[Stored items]
········

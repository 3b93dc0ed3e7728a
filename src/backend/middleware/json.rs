/**
 * JSON Body Extractor
 *
 * `axum::Json` with its rejection turned into a `BackendError`, so a
 * malformed body gets the same `{"error", "kind", "status"}` shape as
 * every other failure.
 */

use axum::{
    extract::{rejection::JsonRejection, FromRequest, Request},
    Json,
};
use serde::de::DeserializeOwned;

use crate::backend::error::BackendError;

pub struct ApiJson<T>(pub T);

impl<S, T> FromRequest<S> for ApiJson<T>
where
    S: Send + Sync,
    T: DeserializeOwned,
{
    type Rejection = BackendError;

    async fn from_request(req: Request, state: &S) -> Result<Self, Self::Rejection> {
        match Json::<T>::from_request(req, state).await {
            Ok(Json(value)) => Ok(ApiJson(value)),
            Err(rejection) => Err(rejection.into()),
        }
    }
}

impl From<JsonRejection> for BackendError {
    fn from(rejection: JsonRejection) -> Self {
        BackendError::validation(rejection.body_text())
    }
}
/**
 * Shared CRDT Types
 *
 * This module defines the messages exchanged over a document session
 * WebSocket. Text frames carry JSON `ClientMessage`/`ServerMessage` values;
 * binary frames from the client carry an encoded diamond-types patch and are
 * turned into `EditOperation::Patch` by the server.
 */

use serde::{Deserialize, Serialize};

use crate::shared::error::{ErrorKind, SharedError};

/// One edit submitted by a client
#[derive(Debug, Clone, Serialize, Deserialize, PartialEq, Eq)]
#[serde(tag = "type", rename_all = "snake_case")]
pub enum EditOperation {
    /// Insert text at a character position
    Insert {
        /// Position in the document (character index)
        position: usize,
        /// Text to insert
        text: String,
    },
    /// Delete a character range
    Delete {
        /// Start position (inclusive)
        start: usize,
        /// End position (exclusive)
        end: usize,
    },
    /// Encoded oplog fragment produced by a client-side diamond-types replica
    Patch {
        data: Vec<u8>,
    },
}

impl EditOperation {
    /// Create a new insert operation
    pub fn insert(position: usize, text: impl Into<String>) -> Self {
        Self::Insert {
            position,
            text: text.into(),
        }
    }

    /// Create a new delete operation
    pub fn delete(start: usize, end: usize) -> Self {
        Self::Delete { start, end }
    }

    /// Shape checks that don't need the document
    pub fn validate(&self) -> Result<(), SharedError> {
        match self {
            EditOperation::Insert { text, .. } if text.is_empty() => {
                Err(SharedError::validation("text", "insert text must not be empty"))
            }
            EditOperation::Delete { start, end } if start >= end => Err(SharedError::validation(
                "end",
                format!("empty or inverted delete range {}..{}", start, end),
            )),
            EditOperation::Patch { data } if data.is_empty() => {
                Err(SharedError::validation("data", "patch must not be empty"))
            }
            _ => Ok(()),
        }
    }
}

/// Document state as seen by a client
#[derive(Debug, Clone, Serialize, Deserialize, PartialEq, Eq, Default)]
pub struct DocumentState {
    /// The document text
    pub content: String,
    /// Number of operations in the oplog; grows with every merged change
    pub version: usize,
}

/// Frames a client may send on a document session
#[derive(Debug, Clone, Serialize, Deserialize, PartialEq, Eq)]
#[serde(tag = "type", rename_all = "snake_case")]
pub enum ClientMessage {
    /// Apply operations in order
    Edit { operations: Vec<EditOperation> },
    /// Ask for the full current state
    Resync,
}

impl ClientMessage {
    /// Parse a text frame
    pub fn parse(text: &str) -> Result<Self, SharedError> {
        let message: ClientMessage = serde_json::from_str(text)?;
        if let ClientMessage::Edit { operations } = &message {
            if operations.is_empty() {
                return Err(SharedError::validation("operations", "no operations supplied"));
            }
            for op in operations {
                op.validate()?;
            }
        }
        Ok(message)
    }
}

/// Frames the server sends on a document session
#[derive(Debug, Clone, Serialize, Deserialize, PartialEq, Eq)]
#[serde(tag = "type", rename_all = "snake_case")]
pub enum ServerMessage {
    /// First frame after a successful attach, and the answer to `resync`
    Snapshot {
        client_id: u64,
        content: String,
        version: usize,
    },
    /// A change merged by any client, the receiving one included
    Update {
        author: u64,
        content: String,
        version: usize,
    },
    /// Non-fatal problem with the last frame this client sent
    Error { kind: ErrorKind, error: String },
}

········

## WHAT TO DO
Restate exactly the lines running from the line with "operations in order" to the end of the entries above, both ends included.

## RESULT OF THE EXERCISE
    /// Apply operations in order
    Edit { operations: Vec<EditOperation> },
    /// Ask for the full current state
    Resync,
}

impl ClientMessage {
    /// Parse a text frame
    pub fn parse(text: &str) -> Result<Self, SharedError> {
        let message: ClientMessage = serde_json::from_str(text)?;
        if let ClientMessage::Edit { operations } = &message {
            if operations.is_empty() {
                return Err(SharedError::validation("operations", "no operations supplied"));
            }
            for op in operations {
                op.validate()?;
            }
        }
        Ok(message)
    }
}

/// Frames the server sends on a document session
#[derive(Debug, Clone, Serialize, Deserialize, PartialEq, Eq)]
#[serde(tag = "type", rename_all = "snake_case")]
pub enum ServerMessage {
    /// First frame after a successful attach, and the answer to `resync`
    Snapshot {
        client_id: u64,
        content: String,
        version: usize,
    },
    /// A change merged by any client, the receiving one included
    Update {
        author: u64,
        content: String,
        version: usize,
    },
    /// Non-fatal problem with the last frame this client sent
    Error { kind: ErrorKind, error: String },
}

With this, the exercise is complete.